Thursday, November 27, 2008

Heads Down in Bangkok!

Gerald writes from Bangkok that he is indeed keeping his head down. In fact, his letter is hilarious, so let me share. I'm sure he won't mind.

You know I think I am to blame for all this trouble here in Bangkok. Tuesday, I went to the temple of the Black Buddha, except he was all gold. No one was there but for a Buddhist monk who came up and started talking, saying his father had become very wealthy after praying to that Buddha and that he had developed ''Red Bull'' which made him a millionaire; bet you didn't know "Red Bull" came from Thailand ...

Well, he told me it would bring me great fortune if my wife did not wear silver jewellery and if I bought her a ruby. Which I did. Straight away. And that is when the trouble started. The credit card I used to buy the ruby was used by the shop keepers illicitly and had to be cancelled, the local airport was invaded by a mob, and no flights are entering or leaving the country since, the Baht has collapsed (hurray), my conference is cancelled (hurray) and now two of the doctors at our clinic announced today they are leaving in January.

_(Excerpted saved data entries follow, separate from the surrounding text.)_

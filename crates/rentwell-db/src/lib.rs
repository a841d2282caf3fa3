//! # rentwell-db
//!
//! SQLite storage for users, items and rentals, through sqlx.
//!
//! The rental repository owns the two write paths that must never race:
//! reserving an item ([`RentalRepository::reserve`]) and moving a rental
//! through its lifecycle ([`RentalRepository::apply_transition`]). Both
//! claim SQLite's write lock with their first statement, so concurrent
//! callers are served one after the other and each sees the last one's
//! result.
//!
//! ```rust,ignore
//! use rentwell_db::{Database, DbConfig};
//!
//! let db = Database::new(DbConfig::new("rentwell.db")).await?;
//! let item = db.items().get_by_id("item-1").await?;
//! let mine = db.rentals().list_by_renter("user-1").await?;
//! ```

pub mod error;
pub mod migrations;
pub mod pool;
pub mod repository;

pub use error::{DbError, DbResult};
pub use pool::{Database, DbConfig};

pub use repository::item::{ItemGuardError, ItemRepository};
pub use repository::rental::{
    NewRental, RentalRepository, ReserveError, ReserveOutcome, TransitionOutcome,
};
pub use repository::user::UserRepository;
//! `/items` routes.

use std::sync::Arc;

use axum::extract::rejection::JsonRejection;
use axum::extract::{Path, State};
use axum::http::StatusCode;
use axum::Json;
use serde::Deserialize;

use rentwell_core::{Item, ItemChanges, ItemDraft, ValidationError};

use super::json_body;
use crate::auth::AuthUser;
use crate::error::ApiResult;
use crate::services::item_service::{self, ItemView};
use crate::AppState;

#[derive(Debug, Deserialize)]
pub struct ListingBody {
    pub listed: Option<bool>,
}

/// `POST /items`
pub async fn create_item(
    State(state): State<Arc<AppState>>,
    user: AuthUser,
    payload: Result<Json<ItemDraft>, JsonRejection>,
) -> ApiResult<(StatusCode, Json<Item>)> {
    let draft = json_body(payload)?;
    let item = item_service::create_item(&state.db, &user.user_id, draft).await?;
    Ok((StatusCode::CREATED, Json(item)))
}

/// `GET /items/{id}`
pub async fn get_item(
    State(state): State<Arc<AppState>>,
    _user: AuthUser,
    Path(id): Path<String>,
) -> ApiResult<Json<ItemView>> {
    Ok(Json(item_service::get_item(&state.db, &id).await?))
}

/// `PUT /items/{id}`
pub async fn update_item(
    State(state): State<Arc<AppState>>,
    user: AuthUser,
    Path(id): Path<String>,
    payload: Result<Json<ItemChanges>, JsonRejection>,
) -> ApiResult<Json<Item>> {
    let changes = json_body(payload)?;
    let item = item_service::update_item(&state.db, &user.user_id, &id, changes).await?;
    Ok(Json(item))
}

/// `PUT /items/{id}/listing`
pub async fn set_listing(
    State(state): State<Arc<AppState>>,
    user: AuthUser,
    Path(id): Path<String>,
    payload: Result<Json<ListingBody>, JsonRejection>,
) -> ApiResult<Json<Item>> {
    let listed = json_body(payload)?
        .listed
        .ok_or_else(|| ValidationError::required("listed"))?;
    let item = item_service::set_item_listing(&state.db, &user.user_id, &id, listed).await?;
    Ok(Json(item))
}
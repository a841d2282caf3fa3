//! Service layer for the Rental API.
//!
//! Handlers stay thin: they extract the caller and the body, then call
//! into these services.

pub mod item_service;
pub mod rental_service;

I bet my wife is still wearing silver.

Some people are trying to get us out early ... kill joys. But they say that it will be 72 hours AFTER the airport is cleared before normal flights are resumed. And I still reckon they will clear it by force... 3 am Sunday morning. The Hour of the Wolf ...

Anyway IF they haven't got us out of here within two months I am throwing that ruby ring into the river and taking a bus to Kuala Lumpur.

Why should I worry, I've found some good books to read:
THE GREAT ESCAPE .
BANGKOK HILTON.
VIVA LA THAILAND
BOYS DON'T CRY.
SEVEN YEARS IN TIBET.
WAR OF THE WORLDS.
ESCAPE FROM ALCATRAZ.
DIE HARD 4
MAN ON FIRE


p.s. If I'm trapped there for the rest of my life, you can look after my dogs, their food must be nearly run out, water my tomatoes and always remember me fondly.

And bored to tears, he's googling himself to pass the time. And here's something about himself he's found. It's cut from a longer article.





Forensic medicine may not be as glamorous as TV shows depict, but it can be interesting and well-paid work for GPs.
By Christina Anastasopoulos


IT’s 3am and your phone rings. It’s a detective from the Special Victims Crime Scene Investigation Unit. There’s been a suspected triple homicide and they need a forensic doctor on the scene to help solve the crime.



You jump in your convertible and race through every redlight — time is of the essence. As you arrive, you notice the air is thick with fog. You walk past the police tape and view the scene. In the corner of the room you see a vital piece of evidence left behind. You run some tests and announce to the police: “We got him!”

Okay, so TV has a lot to answer for when it comes to depicting forensic medicine.

Dr Catherine Sansum says television shows such as CSI, Cold Case and Law & Order are entertaining but bear no resemblance to the real life of GPs conducting forensic medicine work —“particularly the fast cars”.

“It’s really interesting work, but we don’t solve the crimes, we don’t go out with police to arrest people, and we don’t get results that afternoon,”says Dr Sansum, a former GP who does forensic work in Canberra.

And rarely do GPs attend to dead people. This forensic work is usually done by pathologists, but some GPs have state-coroner approval to conduct autopsies.

The type of forensic work carried out by GPs can vary, but mainly involves collecting DNA evidence from adult and child victims of sexual and physical assaults, examining suspects in police custody to determine their fitness for police interviews, providing medical advice to police dealing with suspects with a medical problem, and performing toxicology tests if there is alleged drug use.

The work can also involve medical photography, providing medical advice on crime scenes, a lot of report writing and some court appearances.

For Mildura GP Dr Gerald Murphy, court attendances are the most stressful part of forensic work.

“As any doctor who has stood in court will know, it is never pleasant,” he says.

“This is a major intrusion into my daily work as the judicial system runs like a Salvador Dali timepiece. Most court appearances take about two hours from your busy day, and, as one is called to appear at short notice, I sympathise with patients who have to have their appointments cancelled or delayed to allow me to attend.”

And court appearances are not always local. Dr Murphy can be called as far away as Broken Hill or Melbourne.